On Tue, Jul 6, 2021 at 2:15 AM Ronan Dunklau <ronan(dot)dunklau(at)aiven(dot)io> wrote:
>
> Hello,
>
> While testing the patch "Add proper planner support for ORDER BY / DISTINCT
> aggregates" [0] I discovered the performance penalty from adding a sort node
> essentially came from not using the single-datum tuplesort optimization in
> ExecSort (contrary to the sorting done in ExecAgg).
>
> I originally proposed this patch as a companion in the same thread [1], but
> following James suggestion I'm making a separate thread just for this as the
> optimization is worthwhile independently of David's patch: it looks like we
> can expect a 2x speedup on a "select a single ordered column" case.
>
> The patch aimed to be as simple as possible: we only turn this optimization on
> when the tuple being sorted has only one attribute, it is "byval" (so as not
> to incur copies which would be hard to track in the execution tree) and
> unbound (again, not having to deal with copying borrowed datum anywhere).
Thanks again for finding this and working up a patch.

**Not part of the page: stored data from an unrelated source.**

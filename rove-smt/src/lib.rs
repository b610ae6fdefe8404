#![forbid(unsafe_code)]

//! Symbolic terms, sorts and solver backends.
//!
//! Policy evaluation compiles route-map ASTs into [`Term`]s: unevaluated
//! formulas over named symbolic constants. The verification engine negates
//! its proof obligations and hands the resulting boolean terms to an
//! [`SmtBackend`], which answers `Unsat` (the obligation holds), `Sat` with
//! a concrete [`Model`] (a counterexample), or `Unknown` (timeout).

mod sort;
mod term;
mod value;

pub mod solver;

pub use sort::{Sort, SortError};
pub use term::{Term, fresh_name};
pub use value::{EvalModelError, Model, Value};

pub use solver::{SmtBackend, SmtProfile, SolverError, UnavailableBackend, Verdict};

I've taken a look, and while I haven't dug into testing it yet, I have
a few comments.
First, the changes are lacking any explanatory comments. Probably we
should follow how nodeAgg does this and add both comments to the
ExecSort function header as well as specific comments above the "if"
around the new tuplesort_begin_datum explaining the specific
conditions that are required for the optimization to be useful and
safe.
That leads to a question I had: I don't follow why bounded mode (when
using byval) needs to be excluded. Comments should be added if there's
a good reason (as noted above), but maybe it's a case we can handle
safely?
A second question: at first glance it's intuitively the case we might
not be able to handle byref values. But nodeAgg doesn't seem to have
that restriction. What's the difference here?
A few small code observations:
- In my view the addition of unlikely() in ExecSort is unlikely to be
of benefit because it's a single call for the entire node's execution
(not in the tuple loop).
- It seems clearer to change the "if (!node->is_single_val)" to flip
the true/false cases so we don't need the negation.
- I assume there are tests that likely already cover this case, but
it'd be worth verifying that.
Finally, I believe the same optimization likely ought to be added to
nodeIncrementalSort. It's less likely the tests there are sufficient
for both this and the original case, but we'll see.